Collected data entries
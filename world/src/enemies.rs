//! Enemy state and its local per-tick rules.

use siegeline_core::{
    constants::{HEALER_HEALING_TICKS, HEALER_STOP_TICKS, TELEPORT_TICKS},
    fix_number, EnemyAttributes, EnemyId, EnemyKind, EnemySnapshot, Point, TurretKind,
};
use siegeline_system_tower_combat::{resolve_hit, Affinity, HitOutcome};
use siegeline_system_wave_generation::Modifiers;

use crate::path::EnemyPath;

/// What an enemy did during its update.
#[derive(Clone, Copy, Debug, PartialEq, Eq)]
pub(crate) enum Step {
    /// Advanced along the path.
    Moved,
    /// Reached the end of the path.
    Exited,
    /// Stood still, either mid-teleport or resting after a pulse.
    Held,
    /// A healer emitted a healing pulse.
    Healed,
}

#[derive(Clone, Copy, Debug)]
struct GlueDebuff {
    intensity: f64,
    duration: u32,
    elapsed: u32,
}

#[derive(Clone, Copy, Debug, Default)]
struct HealingCycle {
    walked: u32,
    resting: u32,
}

#[derive(Clone, Debug)]
pub(crate) struct Enemy {
    pub(crate) id: EnemyId,
    pub(crate) kind: EnemyKind,
    pub(crate) life: f64,
    pub(crate) max_life: f64,
    pub(crate) speed: f64,
    pub(crate) value: i64,
    pub(crate) progress: f64,
    pub(crate) position: Point,
    pub(crate) has_been_teleported: bool,
    glued: bool,
    glue_intensity: f64,
    glue_bullet: Option<GlueDebuff>,
    teleport_ticks: Option<u32>,
    healing: Option<HealingCycle>,
}

impl Enemy {
    pub(crate) fn new(
        id: EnemyId,
        kind: EnemyKind,
        attributes: &EnemyAttributes,
        modifiers: Modifiers,
        start: Point,
    ) -> Self {
        let life = modifiers.scale_life(attributes.life);
        Self {
            id,
            kind,
            life,
            max_life: life,
            speed: attributes.speed,
            value: modifiers.scale_value(attributes.value),
            progress: 0.0,
            position: start,
            has_been_teleported: false,
            glued: false,
            glue_intensity: 0.0,
            glue_bullet: None,
            teleport_ticks: None,
            healing: (kind == EnemyKind::Healer).then(HealingCycle::default),
        }
    }

    pub(crate) fn bounding_radius(&self) -> f64 {
        self.kind.bounding_radius()
    }

    pub(crate) fn is_teleporting(&self) -> bool {
        self.teleport_ticks.is_some()
    }

    /// Advances the enemy by one tick.
    pub(crate) fn update(&mut self, path: &EnemyPath) -> Step {
        if let Some(elapsed) = self.teleport_ticks.as_mut() {
            *elapsed += 1;
            if *elapsed >= TELEPORT_TICKS {
                self.teleport_ticks = None;
            }
            return Step::Held;
        }

        if let Some(cycle) = self.healing.as_mut() {
            if cycle.resting > 0 {
                cycle.resting -= 1;
                return Step::Held;
            }

            cycle.walked += 1;
            if cycle.walked >= HEALER_HEALING_TICKS {
                cycle.walked = 0;
                cycle.resting = HEALER_STOP_TICKS;
                return Step::Healed;
            }
        }

        let speed = self.current_speed();
        self.progress = fix_number(self.progress + speed);

        if self.progress >= path.exit_progress() {
            self.position = path.exit_point();
            return Step::Exited;
        }

        if let Some(position) = path.position(self.progress) {
            self.position = position;
        }
        Step::Moved
    }

    // The glue bullet debuff overrides the puddle slowdown and counts down
    // only while the enemy walks.
    fn current_speed(&mut self) -> f64 {
        let mut speed = self.speed;
        if self.glued {
            speed = fix_number(self.speed / self.glue_intensity);
        }

        if let Some(debuff) = self.glue_bullet.as_mut() {
            speed = fix_number(self.speed / debuff.intensity);
            debuff.elapsed += 1;
            if debuff.elapsed >= debuff.duration {
                self.glue_bullet = None;
            }
        }

        speed
    }

    /// Where the enemy will be after `ticks` more ticks at its puddle speed.
    pub(crate) fn predicted_position(&self, path: &EnemyPath, ticks: u64) -> Option<Point> {
        let speed = if self.glued {
            fix_number(self.speed / self.glue_intensity)
        } else {
            self.speed
        };

        path.position(fix_number(self.progress + speed * ticks as f64))
    }

    pub(crate) fn hit(&mut self, damage: f64, source: TurretKind) -> Option<HitOutcome> {
        let outcome = resolve_hit(self.life, damage, Affinity::of(self.kind, source))?;
        self.life = outcome.life;
        Some(outcome)
    }

    pub(crate) fn restore_health(&mut self) {
        self.life = (self.life + fix_number(self.max_life / 20.0)).min(self.max_life);
    }

    pub(crate) fn teleport(&mut self, distance: f64, path: &EnemyPath) {
        self.has_been_teleported = true;
        self.teleport_ticks = Some(0);
        self.progress = (self.progress - distance).max(0.0);

        if let Some(position) = path.position(self.progress) {
            self.position = position;
        }
    }

    pub(crate) fn hit_by_glue_bullet(&mut self, intensity: f64, duration: u32) {
        self.glue_bullet = Some(GlueDebuff {
            intensity,
            duration,
            elapsed: 0,
        });
    }

    pub(crate) fn glue(&mut self, intensity: f64) {
        self.glued = true;
        self.glue_intensity = intensity;
    }

    pub(crate) fn unglue(&mut self) {
        self.glued = false;
    }

    pub(crate) fn snapshot(&self) -> EnemySnapshot {
        EnemySnapshot {
            id: self.id,
            kind: self.kind,
            position: self.position,
            progress: self.progress,
            life: self.life,
            max_life: self.max_life,
            speed: self.speed,
            value: self.value,
            teleporting: self.is_teleporting(),
            has_been_teleported: self.has_been_teleported,
            glued: self.glued,
            glue_bullet: self.glue_bullet.is_some(),
        }
    }
}

#[cfg(test)]
mod tests {
    use super::*;
    use siegeline_core::CellCoord;

    #[test]
    fn walker_exits_at_the_last_cell_corner() {
        let path = straight(3);
        let mut enemy = enemy(EnemyKind::Soldier, 1.0);

        assert_eq!(enemy.update(&path), Step::Moved);
        assert_eq!(enemy.position, Point::new(1.5, 0.5));
        assert_eq!(enemy.update(&path), Step::Exited);
        assert_eq!(enemy.position, Point::new(2.0, 0.0));
    }

    #[test]
    fn glue_bullet_overrides_puddle_and_expires() {
        let path = straight(20);
        let mut enemy = enemy(EnemyKind::Soldier, 1.0);
        enemy.glue(2.0);
        enemy.hit_by_glue_bullet(4.0, 2);

        let _ = enemy.update(&path);
        assert_eq!(enemy.progress, 0.25);
        let _ = enemy.update(&path);
        assert_eq!(enemy.progress, 0.5);
        let _ = enemy.update(&path);
        assert_eq!(enemy.progress, 1.0, "puddle slowdown applies once the debuff expired");
    }

    #[test]
    fn teleport_pushes_back_and_freezes() {
        let path = straight(20);
        let mut enemy = enemy(EnemyKind::Soldier, 1.0);
        enemy.progress = 3.0;
        enemy.teleport(15.0, &path);

        assert_eq!(enemy.progress, 0.0);
        assert!(enemy.snapshot().teleporting);
        for _ in 0..TELEPORT_TICKS {
            assert_eq!(enemy.update(&path), Step::Held);
        }
        assert!(!enemy.is_teleporting());
        assert_eq!(enemy.update(&path), Step::Moved);
        assert!(enemy.has_been_teleported);
    }

    #[test]
    fn healer_pulses_then_rests() {
        let path = straight(1000);
        let mut healer = enemy(EnemyKind::Healer, 0.01);

        for _ in 1..HEALER_HEALING_TICKS {
            assert_eq!(healer.update(&path), Step::Moved);
        }
        assert_eq!(healer.update(&path), Step::Healed);
        for _ in 0..HEALER_STOP_TICKS {
            assert_eq!(healer.update(&path), Step::Held);
        }
        assert_eq!(healer.update(&path), Step::Moved);
    }

    #[test]
    fn restoring_health_caps_at_max() {
        let mut enemy = enemy(EnemyKind::Soldier, 1.0);
        enemy.life = 4.0;
        enemy.restore_health();
        assert_eq!(enemy.life, 4.5);
        enemy.life = 9.9;
        enemy.restore_health();
        assert_eq!(enemy.life, 10.0);
    }

    #[test]
    fn fliers_take_triple_laser_damage() {
        let mut flier = enemy(EnemyKind::Flier, 1.0);
        let outcome = flier.hit(2.0, TurretKind::Laser).expect("alive");
        assert_eq!(outcome.life, 4.0);
        assert_eq!(flier.hit(5.0, TurretKind::Laser).map(|hit| hit.killed), Some(true));
        assert_eq!(flier.hit(5.0, TurretKind::Laser), None);
    }

    fn straight(length: i32) -> EnemyPath {
        EnemyPath::new((0..length).map(|column| CellCoord::new(0, column)).collect())
            .expect("non-empty path")
    }

    fn enemy(kind: EnemyKind, speed: f64) -> Enemy {
        let attributes = EnemyAttributes {
            life: 10.0,
            speed,
            value: 5,
        };
        Enemy::new(
            EnemyId::new(0),
            kind,
            &attributes,
            Modifiers::default(),
            Point::new(0.5, 0.5),
        )
    }
}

■ **The task**:
Reply with the lines from the first line of the entries through the line that contains "#[derive(Clone, Copy, Debug, Default)]", repeated exactly with both ends kept, and with nothing else.

■ **Written reply**:
filename world/src/enemies.rs
//! Enemy state and its local per-tick rules.

use siegeline_core::{
    constants::{HEALER_HEALING_TICKS, HEALER_STOP_TICKS, TELEPORT_TICKS},
    fix_number, EnemyAttributes, EnemyId, EnemyKind, EnemySnapshot, Point, TurretKind,
};
use siegeline_system_tower_combat::{resolve_hit, Affinity, HitOutcome};
use siegeline_system_wave_generation::Modifiers;

use crate::path::EnemyPath;

/// What an enemy did during its update.
#[derive(Clone, Copy, Debug, PartialEq, Eq)]
pub(crate) enum Step {
    /// Advanced along the path.
    Moved,
    /// Reached the end of the path.
    Exited,
    /// Stood still, either mid-teleport or resting after a pulse.
    Held,
    /// A healer emitted a healing pulse.
    Healed,
}

#[derive(Clone, Copy, Debug)]
struct GlueDebuff {
    intensity: f64,
    duration: u32,
    elapsed: u32,
}

#[derive(Clone, Copy, Debug, Default)]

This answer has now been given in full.